Big box stores are a major segment of the overall warehouse real estate market, particularly driven by demand from online retailers and businesses seeking efficient supply chain operations. Recent economic and tariff policies have definitely dented this demand, but as these policies stabilize, increased demand could return. A fall in interest rates would be another driver.
Supply chain
The supply chain, which relies heavily on warehouse real estate, is also experiencing a transformation that could increase demand. In a report titled “Bold Predictions for 2026,” Prologis, the world’s largest logistics real estate company, cited specific supply chain trends to watch, including the following predictions:
- E-commerce companies will account for almost 25% of new rental contracts next year, while the proportion of goods sold online will reach almost 20% globally by the end of the year.
- The need for plug-and-play logistics facilities capable of supporting automation and manufacturing will be one of the top three global factors in location selection.
- Defense-related demand in the United States and Europe will breathe new life into old industrial corridors and produce a new class of specialized logistics assets.
- Declining road transportation capacity will drive double-digit rate increases in 2026, making transportation an even larger share of total supply chain spending and amplifying the value of well-located logistics real estate.
Power
Energy appears to be one of the main drivers of real estate portfolios. Beyond the usual talk about e-commerce and the data center industry, energy availability and network densification are becoming important pricing catalysts, according to a recent report from Hines, a global real estate investment manager.

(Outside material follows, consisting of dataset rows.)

//! GitHub [`User`] and [`Repo`] facades.

use std::collections::{BTreeMap, VecDeque};
use std::sync::Arc;

use async_trait::async_trait;
use futures::stream::{self, BoxStream, StreamExt};
use tracing::debug;

use super::convert::{to_commit, to_file, to_tag};
use super::types::{ContentKind, RawCommit, RawRepository, RawTag, RawUser};
use super::{Context, PaginatedList};
use crate::contract::{Pagination, Repo, User};
use crate::error::{GitError, Result};
use crate::model::{Commit, File, Tag};
use crate::pagination::PaginationAdapter;

pub struct GithubUser {
    raw: RawUser,
    authenticated: bool,
    ctx: Context,
}

impl GithubUser {
    pub(crate) fn authenticated(raw: RawUser, ctx: Context) -> Self {
        Self {
            raw,
            authenticated: true,
            ctx,
        }
    }

    pub(crate) fn named(raw: RawUser, ctx: Context) -> Self {
        Self {
            raw,
            authenticated: false,
            ctx,
        }
    }

    /// List endpoint for this user's repositories. The authenticated account
    /// also sees its private ones.
    fn repos_path(&self) -> String {
        if self.authenticated {
            "user/repos".to_string()
        } else {
            format!("users/{}/repos", self.raw.login)
        }
    }
}

impl User for GithubUser {
    fn login(&self) -> &str {
        &self.raw.login
    }

    fn name(&self) -> Option<&str> {
        self.raw.name.as_deref()
    }

    fn email(&self) -> Option<&str> {
        self.raw.email.as_deref()
    }

    fn repos(&self) -> Box<dyn Pagination<Box<dyn Repo>>> {
        let login = self.raw.login.clone();
        self.ctx.repo_list(self.repos_path(), move |api, name| {
            api.repository(&format!("{login}/{name}"))
        })
    }
}

pub struct GithubRepo {
    raw: Arc<RawRepository>,
    ctx: Context,
}

impl GithubRepo {
    pub(crate) fn new(raw: RawRepository, ctx: Context) -> Self {
        Self {
            raw: Arc::new(raw),
            ctx,
        }
    }

    fn list_path(&self, endpoint: &str) -> String {
        format!("repos/{}/{endpoint}", self.raw.full_name)
    }
}

/// Depth-first walk state: directories still to list, and files of the last
/// listed directory not yet handed out.
struct Walk {
    pending: Vec<String>,
    ready: VecDeque<File>,
}

#[async_trait]
impl Repo for GithubRepo {
    fn owner(&self) -> Box<dyn User> {
        Box::new(GithubUser::named(self.raw.owner.clone(), self.ctx.clone()))
    }

    fn name(&self) -> &str {
        &self.raw.name
    }

    fn full_name(&self) -> &str {
        &self.raw.full_name
    }

    fn description(&self) -> Option<&str> {
        self.raw.description.as_deref()
    }

    fn stars(&self) -> u64 {
        self.raw.stargazers_count
    }

    async fn readme(&self) -> Result<Option<File>> {
        let api = Arc::clone(&self.ctx.api);
        let full_name = self.raw.full_name.clone();
        match self.ctx.offloader.run(move || api.readme(&full_name)).await? {
            Ok(raw) => Ok(Some(to_file(raw))),
            Err(e) if e.is_not_found() => {
                debug!(repo = %self.raw.full_name, "no readme");
                Ok(None)
            }
            Err(e) => Err(e.into()),
        }
    }

    fn files(&self) -> BoxStream<'static, Result<File>> {
        let ctx = self.ctx.clone();
        let full_name = self.raw.full_name.clone();
        let start = Walk {
            pending: vec![String::new()],
            ready: VecDeque::new(),
        };

        stream::try_unfold(start, move |mut walk| {
            let ctx = ctx.clone();
            let full_name = full_name.clone();
            async move {
                loop {
                    if let Some(file) = walk.ready.pop_front() {
                        return Ok::<_, GitError>(Some((file, walk)));
                    }
                    let Some(dir) = walk.pending.pop() else {
                        return Ok(None);
                    };
                    let api = Arc::clone(&ctx.api);
                    let full_name = full_name.clone();
                    let entries = ctx
                        .offloader
                        .run(move || api.dir_contents(&full_name, &dir))
                        .await??;
                    for entry in entries {
                        match entry.kind {
                            ContentKind::Dir => walk.pending.push(entry.path),
                            ContentKind::File => walk.ready.push_back(to_file(entry)),
                            ContentKind::Symlink | ContentKind::Submodule => {}
                        }
                    }
                }
            }
        })
        .boxed()
    }

    fn commits(&self) -> Box<dyn Pagination<Commit>> {
        let api = Arc::clone(&self.ctx.api);
        let lookup_api = Arc::clone(&self.ctx.api);
        let path = self.list_path("commits");
        let full_name = self.raw.full_name.clone();
        let per_page = self.ctx.per_page;

        PaginationAdapter::new(
            self.ctx.offloader.clone(),
            move || Ok(PaginatedList::<RawCommit>::new(Arc::clone(&api), path.clone(), per_page)),
            to_commit,
        )
        .with_lookup(move |sha: &str| lookup_api.commit(&full_name, sha))
        .boxed()
    }

    fn tags(&self) -> Box<dyn Pagination<Tag>> {
        let api = Arc::clone(&self.ctx.api);
        let path = self.list_path("tags");
        let per_page = self.ctx.per_page;

        PaginationAdapter::new(
            self.ctx.offloader.clone(),
            move || Ok(PaginatedList::<RawTag>::new(Arc::clone(&api), path.clone(), per_page)),
            to_tag,
        )
        .boxed()
    }

    async fn languages(&self) -> Result<BTreeMap<String, u64>> {
        let api = Arc::clone(&self.ctx.api);
        let full_name = self.raw.full_name.clone();
        Ok(self
            .ctx
            .offloader
            .run(move || api.languages(&full_name))
            .await??)
    }
}
use resux::load_config::{load_config, InspectSection, TOKEN_ENV};
use resux_core::config::GithubConfig;
use serial_test::serial;
use std::env;
use std::fs::write;
use tempfile::NamedTempFile;

fn config_file(yaml: &str) -> NamedTempFile {
    let file = NamedTempFile::new().expect("temp file");
    write(file.path(), yaml).unwrap();
    file
}

#[test]
#[serial]
fn test_load_config_reads_both_sections() {
    let file = config_file(
        r#"
github:
  api_url: https://github.example.com/api/v3
  per_page: 100
  max_blocking_calls: 4
inspect:
  concurrency: 2
  commits: 5
"#,
    );
    env::set_var(TOKEN_ENV, "ghp_test");

    let config = load_config(Some(file.path())).expect("Config should load");

    assert_eq!(config.github.api_url, "https://github.example.com/api/v3");
    assert_eq!(config.github.page_size(), 100);
    assert_eq!(config.github.max_blocking_calls, 4);
    assert_eq!(config.github.user_agent, GithubConfig::DEFAULT_USER_AGENT);
    assert_eq!(
        config.inspect,
        InspectSection {
            concurrency: 2,
            commits: 5
        }
    );
    assert_eq!(config.token, "ghp_test");
}

#[test]
#[serial]
fn test_load_config_defaults_without_file() {
    env::set_var(TOKEN_ENV, "ghp_test");

    let config = load_config(None).expect("Defaults should load");

    assert_eq!(config.github, GithubConfig::default());
    assert_eq!(config.inspect, InspectSection::default());
}

#[test]
#[serial]
fn test_load_config_accepts_an_empty_file() {
    let file = config_file("");
    env::set_var(TOKEN_ENV, "ghp_test");

    let config = load_config(Some(file.path())).expect("Empty file means defaults");
    assert_eq!(config.github, GithubConfig::default());
}

#[test]
#[serial]
fn test_load_config_errors_without_token() {
    let file = config_file("inspect:\n  concurrency: 8\n");
    env::remove_var(TOKEN_ENV);

    let err = load_config(Some(file.path())).expect_err("token is required");
    assert!(err.to_string().contains(TOKEN_ENV));
}

#[test]
#[serial]
fn test_load_config_errors_on_invalid_yaml() {
    let file = config_file("github: [this is not a mapping\n");
    env::set_var(TOKEN_ENV, "ghp_test");

    let err = load_config(Some(file.path())).expect_err("invalid YAML");
    assert!(err.to_string().contains("Failed to parse config YAML"));
}

#[test]
#[serial]
fn test_load_config_errors_on_wrong_field_type() {
    let file = config_file("github:\n  per_page: lots\n");
    env::set_var(TOKEN_ENV, "ghp_test");

    assert!(load_config(Some(file.path())).is_err());
}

“As relocation/proximity demand continues to accelerate, albeit slowly and with somewhat uneven impact, opportunity also lies in energy-intensive infill assets that support faster, denser networks; where distance once provided an advantage, proximity now creates it,” according to the Hines report.
Relocation
Further research by Hines shows that net warehouse absorption is correlated with manufacturing construction spending.
“This trend highlights another potential source of demand not only for industrial manufacturing facilities, but also for the warehouse subsector,” according to the report, which projects that reshoring alone could increase overall warehouse demand over the next five years by approximately 35 percent.
“Despite the volatile macroeconomic landscape, driven by interest rate and trade policy uncertainties, industrial properties near ports remain vital,” Guarino said. “Tariffs can result in increased costs and supply chain challenges, but these locations are critical to maintaining supply chain resilience and adapting to business changes. »
Proximity
An example of the advantage of proximity: Amazon. Its logistics real estate strategy reflects a broader national trend, prioritizing efficiency, automation and proximity to consumers at scale, according to a memo from CoStar.
“This is an interesting inflection point for industrial developers and REITs that have benefited from the pandemic-era boom,” wrote Juan Arias, national director of industrial analysis at CoStar Group.
Arias pointed to a slowdown in leasing, noting that this year Amazon has occupied just 61 logistics properties, down from 100 in 2024 and as many as 300 in recent years. Its demand for larger facilities has reached a seven-year low, but it is still drawn to newer, taller buildings, with an emphasis on modern, efficient distribution centers, Arias said.
AI
As with everything else, artificial intelligence and real estate technology are also making their mark on the warehouse industry. They help owners and operators analyze supply chains, traffic patterns and data more effectively, which is especially important for identifying potential warehouse locations. They also help manage inventory and predict maintenance needs, which reduces costs.